Io mi immagino un ingegnere uruguaiano bravissimo che costruisce case bellissime, ma che un giorno viene chiamato a costruire un grattacielo in Giappone: ebbene sarà un edificio fantastico, ma alla prima scossa di terremoto crollerà miseramente.

Questo semplicemente perché l’ottimo ingegnere uruguaiano non conosce minimamente i criteri antisismici.

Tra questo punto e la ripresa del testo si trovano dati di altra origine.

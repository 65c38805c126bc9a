//! Host input forwarded to gallery plugins.
//!
//! The host translates its native pointer and keyboard events into these
//! values; nothing here depends on a windowing system.

/// Phase of a pointer gesture.
#[derive(Debug, Clone, Copy, PartialEq, Eq, Hash)]
#[cfg_attr(feature = "serde", derive(serde::Serialize, serde::Deserialize))]
#[cfg_attr(feature = "serde", serde(rename_all = "lowercase"))]
pub enum PointerPhase {
    Down,
    Move,
    Up,
    Cancel,
}

/// Strip a pointer gesture started on.
#[derive(Debug, Clone, Copy, PartialEq, Eq, Hash, Default)]
#[cfg_attr(feature = "serde", derive(serde::Serialize, serde::Deserialize))]
#[cfg_attr(feature = "serde", serde(rename_all = "lowercase"))]
pub enum PointerTarget {
    #[default]
    Stage,
    Thumbs,
}

/// Button index of the primary pointer (left mouse, touch, pen tip).
pub const PRIMARY_BUTTON: u16 = 0;

#[derive(Debug, Clone, Copy, PartialEq)]
#[cfg_attr(feature = "serde", derive(serde::Serialize, serde::Deserialize))]
pub struct PointerEvent {
    pub phase: PointerPhase,
    pub button: u16,
    pub x: f64,
    pub y: f64,
    #[cfg_attr(feature = "serde", serde(default))]
    pub target: PointerTarget,
    /// Host timestamp in milliseconds. Only differences are used.
    pub time_ms: f64,
}

impl PointerEvent {
    pub fn new(phase: PointerPhase, x: f64, y: f64, time_ms: f64) -> Self {
        Self {
            phase,
            button: PRIMARY_BUTTON,
            x,
            y,
            target: PointerTarget::Stage,
            time_ms,
        }
    }

    pub fn down(x: f64, y: f64, time_ms: f64) -> Self {
        Self::new(PointerPhase::Down, x, y, time_ms)
    }

    pub fn moved(x: f64, y: f64, time_ms: f64) -> Self {
        Self::new(PointerPhase::Move, x, y, time_ms)
    }

    pub fn up(x: f64, y: f64, time_ms: f64) -> Self {
        Self::new(PointerPhase::Up, x, y, time_ms)
    }

    pub fn cancel(x: f64, y: f64, time_ms: f64) -> Self {
        Self::new(PointerPhase::Cancel, x, y, time_ms)
    }

    pub fn with_button(mut self, button: u16) -> Self {
        self.button = button;
        self
    }

    pub fn with_target(mut self, target: PointerTarget) -> Self {
        self.target = target;
        self
    }

    pub fn is_primary(&self) -> bool {
        self.button == PRIMARY_BUTTON
    }

    /// Ends the gesture, whether completed or interrupted.
    pub fn is_release(&self) -> bool {
        matches!(self.phase, PointerPhase::Up | PointerPhase::Cancel)
    }
}

/// Logical keys the gallery reacts to.
#[derive(Debug, Clone, Copy, PartialEq, Eq, Hash)]
#[cfg_attr(feature = "serde", derive(serde::Serialize, serde::Deserialize))]
pub enum Key {
    ArrowLeft,
    ArrowRight,
    ArrowUp,
    ArrowDown,
    Space,
    Home,
    End,
    Escape,
    Other,
}

impl Key {
    /// Map a DOM-style `key` name.
    pub fn from_name(name: &str) -> Self {
        match name {
            "ArrowLeft" | "Left" => Self::ArrowLeft,
            "ArrowRight" | "Right" => Self::ArrowRight,
            "ArrowUp" | "Up" => Self::ArrowUp,
            "ArrowDown" | "Down" => Self::ArrowDown,
            " " | "Space" | "Spacebar" => Self::Space,
            "Home" => Self::Home,
            "End" => Self::End,
            "Escape" | "Esc" => Self::Escape,
            _ => Self::Other,
        }
    }
}

#[derive(Debug, Clone, Copy, PartialEq, Eq)]
#[cfg_attr(feature = "serde", derive(serde::Serialize, serde::Deserialize))]
pub struct KeyInput {
    pub key: Key,
    pub shift: bool,
    /// Focus is inside a text field or editable element.
    pub editable_target: bool,
}

impl KeyInput {
    pub fn new(key: Key) -> Self {
        Self {
            key,
            shift: false,
            editable_target: false,
        }
    }

    pub fn with_shift(mut self) -> Self {
        self.shift = true;
        self
    }

    pub fn in_editable(mut self) -> Self {
        self.editable_target = true;
        self
    }
}

#[derive(Debug, Clone, Copy, PartialEq)]
pub enum InputEvent {
    Pointer(PointerEvent),
    Key(KeyInput),
}

impl From<PointerEvent> for InputEvent {
    fn from(event: PointerEvent) -> Self {
        Self::Pointer(event)
    }
}

impl From<KeyInput> for InputEvent {
    fn from(input: KeyInput) -> Self {
        Self::Key(input)
    }
}
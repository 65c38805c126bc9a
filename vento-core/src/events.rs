//! Named gallery events with per-handler isolation.

use std::fmt;
use std::sync::atomic::{AtomicU64, Ordering};

use parking_lot::Mutex;
use tracing::trace;
use vento_contracts::events::{EventHandler, GalleryEvent, HandlerId};
use vento_model::GalleryState;

use crate::isolation::run_isolated;

#[derive(Default)]
pub struct EventBus {
    handlers: Mutex<Vec<(GalleryEvent, HandlerId, EventHandler)>>,
    next_id: AtomicU64,
}

impl EventBus {
    pub fn new() -> Self {
        Self::default()
    }

    pub fn on(&self, event: GalleryEvent, handler: EventHandler) -> HandlerId {
        let id = HandlerId(self.next_id.fetch_add(1, Ordering::Relaxed));
        self.handlers.lock().push((event, id, handler));
        id
    }

    pub fn off(&self, event: GalleryEvent, id: HandlerId) -> bool {
        let mut handlers = self.handlers.lock();
        let before = handlers.len();
        handlers.retain(|(e, h, _)| !(*e == event && *h == id));
        handlers.len() != before
    }

    /// Invoke every handler registered for `event`, in registration order.
    /// A panicking handler is logged and skipped.
    pub fn emit(&self, event: GalleryEvent, state: &GalleryState) {
        let targets: Vec<EventHandler> = self
            .handlers
            .lock()
            .iter()
            .filter(|(e, _, _)| *e == event)
            .map(|(_, _, handler)| handler.clone())
            .collect();
        if targets.is_empty() {
            return;
        }
        trace!(%event, handlers = targets.len(), "emit");
        for handler in targets {
            run_isolated("event handler", || handler(event, state));
        }
    }

    pub fn clear(&self) {
        self.handlers.lock().clear();
    }

    pub fn handler_count(&self, event: GalleryEvent) -> usize {
        self.handlers
            .lock()
            .iter()
            .filter(|(e, _, _)| *e == event)
            .count()
    }
}

impl fmt::Debug for EventBus {
    fn fmt(&self, f: &mut fmt::Formatter<'_>) -> fmt::Result {
        f.debug_struct("EventBus")
            .field("handlers", &self.handlers.lock().len())
            .finish()
    }
}

#[cfg(test)]
mod tests {
    use super::*;
    use std::sync::Arc;
    use vento_model::{TransitionType, WrapMode};

    fn state() -> GalleryState {
        GalleryState::new(
            crate::testing::frames(2),
            0,
            TransitionType::Slide,
            WrapMode::Finite,
        )
        .unwrap()
    }

    fn counter(
        hits: &Arc<Mutex<Vec<&'static str>>>,
        tag: &'static str,
    ) -> EventHandler {
        let hits = Arc::clone(hits);
        Arc::new(move |_: GalleryEvent, _: &GalleryState| {
            hits.lock().push(tag);
        })
    }

    #[test]
    fn emit_reaches_only_matching_handlers() {
        let bus = EventBus::new();
        let hits = Arc::new(Mutex::new(Vec::new()));
        bus.on(GalleryEvent::Show, counter(&hits, "show"));
        bus.on(GalleryEvent::Change, counter(&hits, "change"));

        bus.emit(GalleryEvent::Show, &state());
        assert_eq!(*hits.lock(), vec!["show"]);
    }

    #[test]
    fn off_removes_one_handler() {
        let bus = EventBus::new();
        let hits = Arc::new(Mutex::new(Vec::new()));
        let a = bus.on(GalleryEvent::Show, counter(&hits, "a"));
        bus.on(GalleryEvent::Show, counter(&hits, "b"));

        assert!(!bus.off(GalleryEvent::Change, a));
        assert!(bus.off(GalleryEvent::Show, a));
        assert!(!bus.off(GalleryEvent::Show, a));

        bus.emit(GalleryEvent::Show, &state());
        assert_eq!(*hits.lock(), vec!["b"]);
    }

    #[test]
    fn panicking_handler_is_isolated() {
        let bus = EventBus::new();
        let hits = Arc::new(Mutex::new(Vec::new()));
        bus.on(
            GalleryEvent::Ready,
            Arc::new(|_: GalleryEvent, _: &GalleryState| panic!("handler")),
        );
        bus.on(GalleryEvent::Ready, counter(&hits, "after"));

        bus.emit(GalleryEvent::Ready, &state());
        assert_eq!(*hits.lock(), vec!["after"]);
    }

    #[test]
    fn clear_drops_everything() {
        let bus = EventBus::new();
        let hits = Arc::new(Mutex::new(Vec::new()));
        for event in GalleryEvent::ALL {
            bus.on(event, counter(&hits, "x"));
        }
        bus.clear();
        assert_eq!(bus.handler_count(GalleryEvent::Change), 0);
        bus.emit(GalleryEvent::Change, &state());
        assert!(hits.lock().is_empty());
    }
}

Viene da un Paese dal rischio sismico molto basso.

Allo stesso modo l’ingegnere di FCA Chrysler o l’ingegnere che ha progettato il rivoluzionario vibratore 2.0 sono entrambi bravissimi, ma non sapevano niente né di privacy, né di cyber security e quindi non hanno potuto applicare i principi della privacy by design e della privacy by default.

Per rimanere nell’ambito della mia attività di consulenza, tutti i giorni mi confronto con software gestionali: magari che gestiscono cartelle cliniche o piattaforme in uso alla Pubblica Amministrazione che sono stati progettati da software house geniali, ma che non hanno alcuna consapevolezza delle possibili vulnerabilità.

Il marchio “GDPR compliant”

Piattaforme messe a disposizione in modalità SaaS che non utilizzano protocolli HTTPS, che archiviano anche dati particolari senza nessun sistema di cifratura dei database, senza nessun tipo di policy per la gestione dei sistemi di autenticazione, con i dipendenti che dal loro PC di casa possono accedere ai sistemi, magari memorizzando le password e senza l’utilizzo di una strong authentication e, volendo, hanno la possibilità di fare dei download dei database esportando i dati su file Excel che sfuggono al controllo del Titolare del trattamento, nessuna funzione di log out automatizzato e temporizzato che impedisca a soggetti terzi di accedere ai dati se la sessione viene lasciata aperta.

E molto spesso questi software si fregiano del bollino di “GDPR Compliant”, ma che significato ha realmente questa dicitura?

Venendo dal mondo delle certificazioni ISO e dalle Direttive di conformità di prodotto che portano alla Marcatura CE so bene che dietro ad un logo o ad un marchio di “qualità” ci sono delle precise, puntuali e standardizzate norme armonizzate, universalmente riconosciute che riportano ad una compliance oggettiva del prodotto.

Da chiarire il marchio “GDPR Compliant”, a quale norma risponda. Mi rendo allora conto che gli ingegneri “uruguaiani” che hanno progettato il software hanno frequentato i miei stessi corsi e probabilmente hanno le idee confuse sui concetti di privacy by design e privacy by default.